Fiocruz detecta alterações inéditas em variantes que circulam no país

Achado mostra que linhagens brasileiras estão seguindo mesmo caminho evolutivo das 'variantes de preocupação'

Foto: Alina Souza / CP Memória

Cientistas da Rede Genômica Fiocruz divulgaram nesta terça-feira (23) que identificaram alterações na estrutura da proteína Spike do vírus Sars-CoV-2 em circulação no Brasil. A proteína Spike é associada à capacidade de entrada do vírus nas células humanas e é um dos principais alvos dos anticorpos neutralizantes produzidos pelo organismo para bloquear o vírus.
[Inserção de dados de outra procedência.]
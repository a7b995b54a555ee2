//! Process configuration, read once from the environment at startup.

use std::net::SocketAddr;
use std::time::Duration;

use thiserror::Error;

use omiesync_ledger::LedgerAccounts;

use crate::dispatch::{DispatcherConfig, RetryPolicy};

pub const DEFAULT_BIND_ADDR: &str = "0.0.0.0:8080";
pub const DEFAULT_SOURCE_VIEW: &str = "vw_omie_sync";
pub const DEFAULT_OMIE_BASE_URL: &str = "https://app.omie.com.br/api/v1";

#[derive(Debug, Error, PartialEq, Eq)]
pub enum ConfigError {
    #[error("missing required variable {0}")]
    Missing(&'static str),

    #[error("invalid value for {var}: {value:?} ({reason})")]
    Invalid {
        var: &'static str,
        value: String,
        reason: String,
    },
}

#[derive(Debug, Clone, PartialEq, Eq)]
pub enum SourceConfig {
    Postgres { database_url: String, view: String },
    /// Empty in-memory record set (development).
    Memory,
}

#[derive(Clone, PartialEq, Eq)]
pub struct OmieConfig {
    pub base_url: String,
    pub app_key: String,
    pub app_secret: String,
    /// Use the in-memory ledger instead of calling the remote API.
    pub dry_run: bool,
}

impl std::fmt::Debug for OmieConfig {
    fn fmt(&self, f: &mut std::fmt::Formatter<'_>) -> std::fmt::Result {
        f.debug_struct("OmieConfig")
            .field("base_url", &self.base_url)
            .field("app_key", &"<redacted>")
            .field("app_secret", &"<redacted>")
            .field("dry_run", &self.dry_run)
            .finish()
    }
}

#[derive(Debug, Clone)]
pub struct AppConfig {
    pub bind_addr: SocketAddr,
    pub source: SourceConfig,
    pub omie: OmieConfig,
    pub accounts: LedgerAccounts,
    pub dispatcher: DispatcherConfig,
}

impl AppConfig {
    pub fn from_env() -> Result<Self, ConfigError> {
        Self::from_lookup(|key| std::env::var(key).ok())
    }

    /// Build from an arbitrary variable lookup. Empty values count as unset.
    pub fn from_lookup<F>(lookup: F) -> Result<Self, ConfigError>
    where
        F: Fn(&str) -> Option<String>,
    {
        let env = Env(lookup);

        let bind_addr: SocketAddr = env.parsed("BIND_ADDR", DEFAULT_BIND_ADDR.parse().ok())?;

        let source = match env.get("SOURCE").as_deref().unwrap_or("postgres") {
            "postgres" => SourceConfig::Postgres {
                database_url: env.required("DATABASE_URL")?,
                view: env
                    .get("SOURCE_VIEW")
                    .unwrap_or_else(|| DEFAULT_SOURCE_VIEW.to_string()),
            },
            "memory" => SourceConfig::Memory,
            other => {
                return Err(ConfigError::Invalid {
                    var: "SOURCE",
                    value: other.to_string(),
                    reason: "expected `postgres` or `memory`".to_string(),
                });
            }
        };

        let dry_run = env.flag("OMIE_DRY_RUN")?;
        let credential = |var: &'static str| -> Result<String, ConfigError> {
            if dry_run {
                Ok(env.get(var).unwrap_or_default())
            } else {
                env.required(var)
            }
        };
        let omie = OmieConfig {
            base_url: env
                .get("OMIE_BASE_URL")
                .unwrap_or_else(|| DEFAULT_OMIE_BASE_URL.to_string()),
            app_key: credential("OMIE_APP_KEY")?,
            app_secret: credential("OMIE_APP_SECRET")?,
            dry_run,
        };

        let accounts = LedgerAccounts {
            counterparty_code: env.parsed("OMIE_CLIENT_CODE", Some(0))?,
            receivable_category: env
                .get("OMIE_RECEIVABLE_CATEGORY")
                .unwrap_or_else(|| "1.01.01".to_string()),
            payable_category: env
                .get("OMIE_PAYABLE_CATEGORY")
                .unwrap_or_else(|| "2.01.01".to_string()),
            account_id: env.parsed("OMIE_ACCOUNT_ID", Some(0))?,
        };

        let defaults = DispatcherConfig::default();
        let concurrency: usize = env.parsed("DISPATCH_CONCURRENCY", Some(defaults.concurrency))?;
        if concurrency == 0 {
            return Err(ConfigError::Invalid {
                var: "DISPATCH_CONCURRENCY",
                value: "0".to_string(),
                reason: "must be at least 1".to_string(),
            });
        }
        let max_attempts: u32 = env.parsed("DISPATCH_MAX_ATTEMPTS", Some(defaults.retry.max_attempts))?;
        if max_attempts == 0 {
            return Err(ConfigError::Invalid {
                var: "DISPATCH_MAX_ATTEMPTS",
                value: "0".to_string(),
                reason: "must be at least 1".to_string(),
            });
        }
        let base_delay_ms: u64 = env.parsed(
            "DISPATCH_BASE_DELAY_MS",
            Some(defaults.retry.base_delay.as_millis() as u64),
        )?;
        let interval_ms: u64 =
            env.parsed("DISPATCH_INTERVAL_MS", Some(defaults.interval.as_millis() as u64))?;
        let timeout_secs: u64 =
            env.parsed("DISPATCH_TIMEOUT_SECS", Some(defaults.call_timeout.as_secs()))?;

        let dispatcher = DispatcherConfig {
            concurrency,
            interval: Duration::from_millis(interval_ms),
            call_timeout: Duration::from_secs(timeout_secs),
            retry: RetryPolicy::exponential(max_attempts, Duration::from_millis(base_delay_ms)),
            ..defaults
        };

        Ok(Self {
            bind_addr,
            source,
            omie,
            accounts,
            dispatcher,
        })
    }
}

struct Env<F>(F);

impl<F> Env<F>
where
    F: Fn(&str) -> Option<String>,
{
    fn get(&self, var: &str) -> Option<String> {
        (self.0)(var)
            .map(|v| v.trim().to_string())
            .filter(|v| !v.is_empty())
    }

    fn required(&self, var: &'static str) -> Result<String, ConfigError> {
        self.get(var).ok_or(ConfigError::Missing(var))
    }

    fn parsed<T>(&self, var: &'static str, default: Option<T>) -> Result<T, ConfigError>
    where
        T: std::str::FromStr,
        T::Err: std::fmt::Display,
    {
        match self.get(var) {
            Some(raw) => raw.parse().map_err(|e: T::Err| ConfigError::Invalid {
                var,
                reason: e.to_string(),
                value: raw,
            }),
            None => default.ok_or(ConfigError::Missing(var)),
        }
    }

    fn flag(&self, var: &'static str) -> Result<bool, ConfigError> {
        match self.get(var).map(|v| v.to_lowercase()).as_deref() {
            None | Some("0" | "false" | "no" | "off") => Ok(false),
            Some("1" | "true" | "yes" | "on") => Ok(true),
            Some(other) => Err(ConfigError::Invalid {
                var,
                value: other.to_string(),
                reason: "expected a boolean".to_string(),
            }),
        }
    }
}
“A pandemia este ano, no país, será provavelmente dominada por esse novo e complexo conjunto de variantes”, afirmou o pesquisador Tiago Gräf, do Instituto Gonçalo Moniz (Fiocruz-Bahia), por meio de nota.

Pela primeira vez, foi observado que as linhagens brasileiras estão seguindo o mesmo caminho evolutivo das demais “variantes de preocupação”, como as cepas da África do Sul e do Reino Unido. “As mutações agora alcançaram outro importante ponto da proteína viral, o domínio NTD, que é reconhecido por alguns anticorpos neutralizantes específicos”, apontou Gabriel Wallau, que integra o Núcleo de Bioinformática da Rede Genômica e é pesquisador do Instituto Aggeu Magalhães (Fiocruz-Pernambuco), também em nota.

Onze sequências genéticas apresentaram deleções na região inicial da proteína e em quatro ocorreu inserção de alguns aminoácidos.

Os resultados foram obtidos a partir de sequenciamento genético de amostras de pacientes de sete estados: Amazonas, Bahia, Maranhão, Paraná, Rondônia, Minas Gerais e Alagoas. Uma amostra coletada no Amazonas apresentou deleção em sequência genética ligada à linhagem B.1.1.28. Quatro amostras da Bahia, duas de Alagoas e uma do Paraná apresentaram perdas em sequências caracterizadas como linhagem P.1. Uma amostra de Minas Gerais apresentou a alteração na linhagem P.2. Duas amostras do Maranhão apresentaram a deleção na linhagem B.1.1.33, que também continham a mutação E484K.

Três amostras do Amazonas e uma do Paraná continham inserção de material genético em sequências provenientes da linhagem B.1.1.28 (P.1-like) – assim denominada por ser muito semelhante à P.1. Uma amostra coletada no Paraná e todas na Bahia e em Alagoas são de pacientes provenientes do estado do Amazonas ou com histórico de viagem à região. Os resultados foram publicados na plataforma de pré-print MedRxiv.

“O novo coronavírus está continuamente se adaptando e, com isso, propiciando o surgimento de novas variantes de preocupação e de interesse com alterações na proteína Spike. No entanto, vale ressaltar que as novas mutações foram, até o momento, detectadas em baixa frequência, apesar de encontradas em diferentes estados. Ainda precisamos dimensionar o impacto deste achado e, sem dúvidas, ampliar cada vez mais o monitoramento genômico”, ressaltou a virologista Paola Cristina Resende, do mesmo Laboratório, que atua como coordenadora da curadoria da plataforma genômica internacional GISAID no Brasil.

Segundo os cientistas, a acumulação em sequência de mutações observadas em território nacional muito se assemelha ao padrão observado na África do Sul, onde a variante de preocupação B.1.351 adquiriu primeiro as mutações no domínio RBD (E484K e N501Y) e, posteriormente, apresentou uma deleção no domínio NTD. “Esta nova geração de variantes pode ser menos susceptível à neutralização dos anticorpos que suas linhagens parentais P.1, P. 2 e B.1.1.33. A

Os pesquisadores da Rede Genômica Fiocruz alertam que os achados destacam a necessidade urgente de ampliação da vacinação e de implementação de medidas farmacológicas eficazes, visando a mitigação da transmissão comunitária e o surgimento de variantes mais transmissíveis. Eles também apontam o investimento na vigilância genômica e em estudos de eficácia das vacinas para as novas variantes como medidas fundamentais.

A pesquisa foi realizada pela Rede Genômica Fiocruz, com participação de pesquisadores de diversos estados do país. O estudo foi liderado pelos Laboratórios de Vírus Respiratório e do Sarampo e de Aids e Imunologia Molecular do IOC/Fiocruz, Instituto Gonçalo Moniz (Fiocruz-Bahia), Instituto Leônidas e Maria Deane (Fiocruz-Amazônia), Instituto Aggeu Magalhaes (Fiocruz-Pernambuco) e Universidade Federal do Espírito Santo (Ufes).